Specifically, the shares that are held via white-listed nominee companies held by Singapore shareholders will now be counted towards fulfilling the shareholding interest criterion.
Under this refinement, the Singaporean substantial shareholder or shareholders should retain control over the voting rights to such shares.
MinLaw shared that the whitelist of approved nominee firms will be published on the website of Singapore Land Authority (SLA) and will be “reviewed and updated from time to time”.
Meanwhile, collective interest held by members of the same family may also be considered in fulfilling the shareholding interest criterion, subject to certain criteria.
“A housing developer will be considered to have a significantly Singaporean substantial shareholding interest if Singaporean shareholders from the same family collectively form the largest substantial shareholder and hold at least 30% interest in the total voting rights and issued shares in the company,” said MinLaw. At least one of the shareholder family members should be a substantial shareholder and clearly identified as the primary shareholder.

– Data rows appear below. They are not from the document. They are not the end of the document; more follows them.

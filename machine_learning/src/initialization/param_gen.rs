/// Source of initial values for a model's flat parameter buffer.
pub trait ParamGen {
    /// Draws up to `n` values. Fewer than `n` are returned when the generator runs out midway.
    ///
    /// # Returns
    /// `None` once the generator has nothing left to give.
    fn sample(&mut self, n: usize) -> Option<Vec<f32>>;

    /// Draws exactly `n` values, sampling as many times as needed.
    ///
    /// # Returns
    /// `None` if the generator is exhausted before `n` values were drawn.
    fn take_exact(&mut self, n: usize) -> Option<Vec<f32>> {
        let mut values = Vec::with_capacity(n);

        while values.len() < n {
            values.extend(self.sample(n - values.len())?);
        }

        Some(values)
    }
}
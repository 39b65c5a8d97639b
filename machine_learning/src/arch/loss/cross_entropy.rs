use ndarray::{Array2, ArrayView2, Axis, Zip};

use super::LossFn;

/// Softmax cross-entropy loss function, averaged over the batch.
///
/// `y_pred` holds raw logits and `y` one-hot (or any per-row probability distribution) targets.
#[derive(Default, Clone, Copy)]
pub struct CrossEntropy;

impl CrossEntropy {
    /// Returns a new `CrossEntropy`.
    pub fn new() -> Self {
        Self
    }
}

impl LossFn for CrossEntropy {
    fn loss(&self, y_pred: ArrayView2<f32>, y: ArrayView2<f32>) -> f32 {
        let n = y_pred.nrows();
        if n == 0 {
            return 0.;
        }

        let log_probs = log_softmax(y_pred);
        let total = Zip::from(&log_probs)
            .and(&y)
            .fold(0., |acc, &lp, &t| if t == 0. { acc } else { acc - t * lp });

        total / n as f32
    }

    fn loss_prime(&self, y_pred: ArrayView2<f32>, y: ArrayView2<f32>) -> Array2<f32> {
        let n = y_pred.nrows().max(1) as f32;
        (softmax(y_pred) - &y) / n
    }
}

/// Normalizes each row of `logits` into a probability distribution.
pub fn softmax(logits: ArrayView2<f32>) -> Array2<f32> {
    let mut probs = logits.to_owned();

    for mut row in probs.axis_iter_mut(Axis(0)) {
        let max = row.fold(f32::NEG_INFINITY, |m, &v| m.max(v));
        row.mapv_inplace(|v| (v - max).exp());
        let sum = row.sum();
        row /= sum;
    }

    probs
}

fn log_softmax(logits: ArrayView2<f32>) -> Array2<f32> {
    let mut log_probs = logits.to_owned();

    for mut row in log_probs.axis_iter_mut(Axis(0)) {
        let max = row.fold(f32::NEG_INFINITY, |m, &v| m.max(v));
        let log_sum = row.fold(0., |acc, &v| acc + (v - max).exp()).ln();
        row.mapv_inplace(|v| v - max - log_sum);
    }

    log_probs
}
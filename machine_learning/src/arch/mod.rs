pub mod activations;
pub mod layers;
pub mod loss;
mod model;
mod sequential;

pub use model::Model;
pub use sequential::Sequential;
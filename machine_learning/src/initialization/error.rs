use std::{
    error::Error,
    fmt::{self, Display},
};

use rand_distr::uniform::Error as UniformError;

/// Why a `RandParamGen` couldn't be built.
#[derive(Debug)]
pub enum RandErr {
    /// A layer without inputs has no initialization range.
    ZeroFanIn,
    /// The distribution rejected its parameters.
    Distribution(String),
}

impl From<UniformError> for RandErr {
    fn from(value: UniformError) -> Self {
        Self::Distribution(value.to_string())
    }
}

impl Display for RandErr {
    fn fmt(&self, f: &mut fmt::Formatter<'_>) -> fmt::Result {
        match self {
            RandErr::ZeroFanIn => f.write_str("a layer needs at least one input"),
            RandErr::Distribution(msg) => write!(f, "invalid distribution: {msg}"),
        }
    }
}

impl Error for RandErr {}
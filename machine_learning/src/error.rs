use std::{
    error::Error,
    fmt::{self, Display},
    io,
};

use crate::initialization::RandErr;

/// The result type used in the entire machine learning module.
pub type Result<T> = std::result::Result<T, MlErr>;

/// The machine learning module's error type.
#[derive(Debug)]
pub enum MlErr {
    /// The dataset file is missing or its contents can't be turned into samples.
    DataFormat {
        line: Option<usize>,
        msg: String,
    },
    Io(io::Error),
    SizeMismatch {
        what: &'static str,
        got: usize,
        expected: usize,
    },
    /// The loss stopped being a finite number during training.
    NonFiniteLoss {
        epoch: usize,
        loss: f32,
    },
    Init(RandErr),
    /// The persisted parameters are unreadable or don't describe a valid model.
    Storage(String),
}

impl MlErr {
    pub(crate) fn data_format<S: Into<String>>(line: Option<usize>, msg: S) -> Self {
        Self::DataFormat {
            line,
            msg: msg.into(),
        }
    }
}

impl Display for MlErr {
    fn fmt(&self, f: &mut fmt::Formatter<'_>) -> fmt::Result {
        match self {
            MlErr::DataFormat {
                line: Some(line),
                msg,
            } => write!(f, "invalid dataset at line {line}: {msg}"),
            MlErr::DataFormat { line: None, msg } => write!(f, "invalid dataset: {msg}"),
            MlErr::Io(e) => write!(f, "io error: {e}"),
            MlErr::SizeMismatch {
                what,
                got,
                expected,
            } => write!(
                f,
                "There's a size mismatch in {what}, got {got} and expected {expected}"
            ),
            MlErr::NonFiniteLoss { epoch, loss } => {
                write!(f, "the loss became non-finite ({loss}) at epoch {epoch}")
            }
            MlErr::Init(e) => write!(f, "failed to initialize parameters: {e}"),
            MlErr::Storage(msg) => write!(f, "invalid weights file: {msg}"),
        }
    }
}

impl Error for MlErr {
    fn source(&self) -> Option<&(dyn Error + 'static)> {
        match self {
            MlErr::Io(e) => Some(e),
            MlErr::Init(e) => Some(e),
            _ => None,
        }
    }
}

impl From<io::Error> for MlErr {
    fn from(value: io::Error) -> Self {
        Self::Io(value)
    }
}

impl From<RandErr> for MlErr {
    fn from(value: RandErr) -> Self {
        Self::Init(value)
    }
}

impl From<safetensors::SafeTensorError> for MlErr {
    fn from(value: safetensors::SafeTensorError) -> Self {
        Self::Storage(value.to_string())
    }
}
use crate::Result;

/// Defines the strategy for updating model parameters based on calculated gradients.
pub trait Optimizer {
    /// Updates the provided slice of parameters using the accumulated gradient.
    ///
    /// # Arguments
    /// * `grad` - A reference to the model's gradient.
    /// * `params` - The parameters to update.
    ///
    /// # Returns
    /// An error if there's a mismatch in the sizes of `grad` and `params`.
    fn update_params(&mut self, grad: &[f32], params: &mut [f32]) -> Result<()>;
}
mod dense;

pub use dense::Dense;
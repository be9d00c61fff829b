use serde::{Deserialize, Serialize};

pub const DEFAULT_RESOLUTION: u16 = 96;
pub const DEFAULT_FORMAT: u8 = 1;
pub const MAX_RESOLUTION: u16 = 0x7FFF;
pub const MAX_DELTA_TICKS: u32 = 0x0FFF_FFFF;

/// Highest tempo (us/qn) a set_tempo meta event can carry.
pub const MAX_TEMPO: u32 = 0x00FF_FFFF;

pub const VALID_DENOMINATORS: [u8; 5] = [1, 2, 4, 8, 16];

/// One MIDI occurrence, minus its timing.
#[derive(Serialize, Deserialize, Debug, Clone, PartialEq, Eq)]
#[serde(tag = "type", rename_all = "snake_case")]
pub enum EventKind {
    NoteOn { channel: u8, note: u8, velocity: u8 },
    NoteOff { channel: u8, note: u8, velocity: u8 },
    SetTempo { tempo: u32 },
    TimeSignature { numerator: u8, denominator: u8 },
    EndOfTrack,
    TrackName { name: String },

    /// Anything outside the fixed vocabulary, kept only by its raw type tag.
    Other { tag: String },
}

impl EventKind {
    /// The event's type tag, e.g. `note_on` or `pitchwheel`.
    pub fn tag(&self) -> &str {
        match self {
            EventKind::NoteOn { .. } => "note_on",
            EventKind::NoteOff { .. } => "note_off",
            EventKind::SetTempo { .. } => "set_tempo",
            EventKind::TimeSignature { .. } => "time_signature",
            EventKind::EndOfTrack => "end_of_track",
            EventKind::TrackName { .. } => "track_name",
            EventKind::Other { tag } => tag,
        }
    }

    pub fn other(tag: impl Into<String>) -> Self {
        EventKind::Other { tag: tag.into() }
    }
}

#[derive(Serialize, Deserialize, Debug, Clone, PartialEq, Eq)]
pub struct Event {
    /// Ticks since the previous event in the same track.
    pub delta_ticks: u32,
    pub kind: EventKind,
}

impl Event {
    pub fn new(delta_ticks: u32, kind: EventKind) -> Self {
        Self { delta_ticks, kind }
    }
}

#[derive(Serialize, Deserialize, Debug, Clone, Default, PartialEq, Eq)]
pub struct Track {
    pub events: Vec<Event>,
}

#[derive(Serialize, Deserialize, Debug, Clone, PartialEq, Eq)]
pub struct Piece {
    /// Ticks per quarter note.
    pub resolution: u16,
    /// SMF format class: 0 single track, 1 parallel, 2 sequential.
    pub format: u8,
    pub tracks: Vec<Track>,
}

impl Piece {
    pub fn new(resolution: u16, format: u8) -> Self {
        Self {
            resolution,
            format,
            tracks: Vec::new(),
        }
    }
}

impl Default for Piece {
    fn default() -> Self {
        Self::new(DEFAULT_RESOLUTION, DEFAULT_FORMAT)
    }
}

/// Snaps a time signature denominator onto the supported set, falling back to 4.
pub fn sanitize_denominator(denominator: i64) -> u8 {
    VALID_DENOMINATORS
        .iter()
        .copied()
        .find(|valid| *valid as i64 == denominator)
        .unwrap_or(4)
}

pub fn clamp_channel(channel: i64) -> u8 {
    channel.clamp(0, 15) as u8
}

pub fn clamp_data_byte(value: i64) -> u8 {
    value.clamp(0, 127) as u8
}
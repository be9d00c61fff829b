use crate::model::statement::Term;

pub const MID_NS: &str = "http://purl.org/midi-ld/midi#";
pub const MID_NOTE_NS: &str = "http://purl.org/midi-ld/notes/";
pub const PIECE_NS: &str = "http://purl.org/midi-ld/piece/";
pub const FILE_NS: &str = "http://purl.org/midi-ld/file/";
pub const PROV_NS: &str = "http://www.w3.org/ns/prov#";
pub const RDF_TYPE: &str = "http://www.w3.org/1999/02/22-rdf-syntax-ns#type";
pub const RDFS_LABEL: &str = "http://www.w3.org/2000/01/rdf-schema#label";
pub const XSD_NS: &str = "http://www.w3.org/2001/XMLSchema#";

/// Classes and predicates of the MIDI vocabulary.
#[derive(Debug, Clone, Copy, PartialEq, Eq, Hash)]
pub enum Mid {
    Piece,
    Track,
    MidiFile,
    Path,
    Resolution,
    Format,
    HasTrack,
    HasEvent,
    RelativeTime,
    DeltaTime,
    AbsoluteTime,
    Note,
    Velocity,
    Channel,
    Tempo,
    /// Older name for `tempo` still found in some graphs.
    Mpqn,
    Bpm,
    Numerator,
    Denominator,
    TimeSignature,
}

impl Mid {
    pub fn local_name(self) -> &'static str {
        match self {
            Mid::Piece => "Piece",
            Mid::Track => "Track",
            Mid::MidiFile => "MIDIFile",
            Mid::Path => "path",
            Mid::Resolution => "resolution",
            Mid::Format => "format",
            Mid::HasTrack => "hasTrack",
            Mid::HasEvent => "hasEvent",
            Mid::RelativeTime => "relativeTime",
            Mid::DeltaTime => "deltaTime",
            Mid::AbsoluteTime => "absoluteTime",
            Mid::Note => "note",
            Mid::Velocity => "velocity",
            Mid::Channel => "channel",
            Mid::Tempo => "tempo",
            Mid::Mpqn => "mpqn",
            Mid::Bpm => "bpm",
            Mid::Numerator => "numerator",
            Mid::Denominator => "denominator",
            Mid::TimeSignature => "time_signature",
        }
    }

    pub fn iri(self) -> String {
        format!("{}{}", MID_NS, self.local_name())
    }
}

impl From<Mid> for Term {
    fn from(value: Mid) -> Self {
        Term::Iri(value.iri())
    }
}

/// W3C PROV-O classes and predicates.
#[derive(Debug, Clone, Copy, PartialEq, Eq, Hash)]
pub enum Prov {
    Agent,
    Entity,
    Activity,
    WasGeneratedBy,
    WasAttributedTo,
    WasDerivedFrom,
    WasAssociatedWith,
    Used,
    StartedAtTime,
    EndedAtTime,
    GeneratedAtTime,
}

impl Prov {
    pub fn local_name(self) -> &'static str {
        match self {
            Prov::Agent => "Agent",
            Prov::Entity => "Entity",
            Prov::Activity => "Activity",
            Prov::WasGeneratedBy => "wasGeneratedBy",
            Prov::WasAttributedTo => "wasAttributedTo",
            Prov::WasDerivedFrom => "wasDerivedFrom",
            Prov::WasAssociatedWith => "wasAssociatedWith",
            Prov::Used => "used",
            Prov::StartedAtTime => "startedAtTime",
            Prov::EndedAtTime => "endedAtTime",
            Prov::GeneratedAtTime => "generatedAtTime",
        }
    }
}

impl From<Prov> for Term {
    fn from(value: Prov) -> Self {
        Term::Iri(format!("{}{}", PROV_NS, value.local_name()))
    }
}

pub fn rdf_type() -> Term {
    Term::iri(RDF_TYPE)
}

pub fn rdfs_label() -> Term {
    Term::iri(RDFS_LABEL)
}

/// `mid:<tag>`, the class of an event with the given raw type tag.
pub fn event_class(tag: &str) -> Term {
    Term::Iri(format!("{}{}", MID_NS, tag))
}

pub fn note_ref(note: u8) -> Term {
    Term::Iri(format!("{}{}", MID_NOTE_NS, note))
}

/// Event classes the decoder knows how to turn back into MIDI.
#[derive(Debug, Clone, PartialEq, Eq)]
pub enum EventTag {
    NoteOn,
    NoteOff,
    SetTempo,
    TimeSignature,
    EndOfTrack,
    TrackName,
    Unrecognized(String),
}

impl EventTag {
    pub fn from_class(class: &Term) -> Self {
        let Some(iri) = class.as_iri() else {
            return EventTag::Unrecognized(class.to_string());
        };

        match iri.strip_prefix(MID_NS) {
            Some("note_on") => EventTag::NoteOn,
            Some("note_off") => EventTag::NoteOff,
            Some("set_tempo") => EventTag::SetTempo,
            Some("time_signature") => EventTag::TimeSignature,
            Some("end_of_track") => EventTag::EndOfTrack,
            Some("track_name") => EventTag::TrackName,
            _ => EventTag::Unrecognized(iri.to_string()),
        }
    }
}

pub fn piece_iri(id: &str) -> String {
    format!("{}{}", PIECE_NS, id)
}

pub fn track_iri(piece_iri: &str, index: usize) -> String {
    format!("{}/track{:02}", piece_iri, index)
}

pub fn event_iri(track_iri: &str, index: usize) -> String {
    format!("{}/event{:04}", track_iri, index)
}

/// Reads the positional index out of the last path segment of a track or
/// event IRI, e.g. `.../track03/event0120` with `"event"` gives 120.
pub fn positional_index(iri: &str, segment: &str) -> Option<u64> {
    iri.rsplit('/')
        .next()
        .and_then(|last| last.strip_prefix(segment))
        .filter(|digits| !digits.is_empty() && digits.bytes().all(|b| b.is_ascii_digit()))
        .and_then(|digits| digits.parse().ok())
}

Moreover, the biggest single foreign substantial shareholder should not hold over 30% of the voting rights and the company’s issued shares.
“Only direct interest or interest held through companies that are fully owned by family members will be considered; interest held through nominee companies will not be considered,” said MinLaw.
Publicly listed housing developers can be exempted from the QC regime – which subjects developers to completion and disposal deadlines – once they prove that they follow certain criteria, which include incorporation in Singapore and primary listing on the Singapore Exchange, among others.
MinLaw revealed that the refinements took into account “feedback received since the introduction of the exemption framework last year”.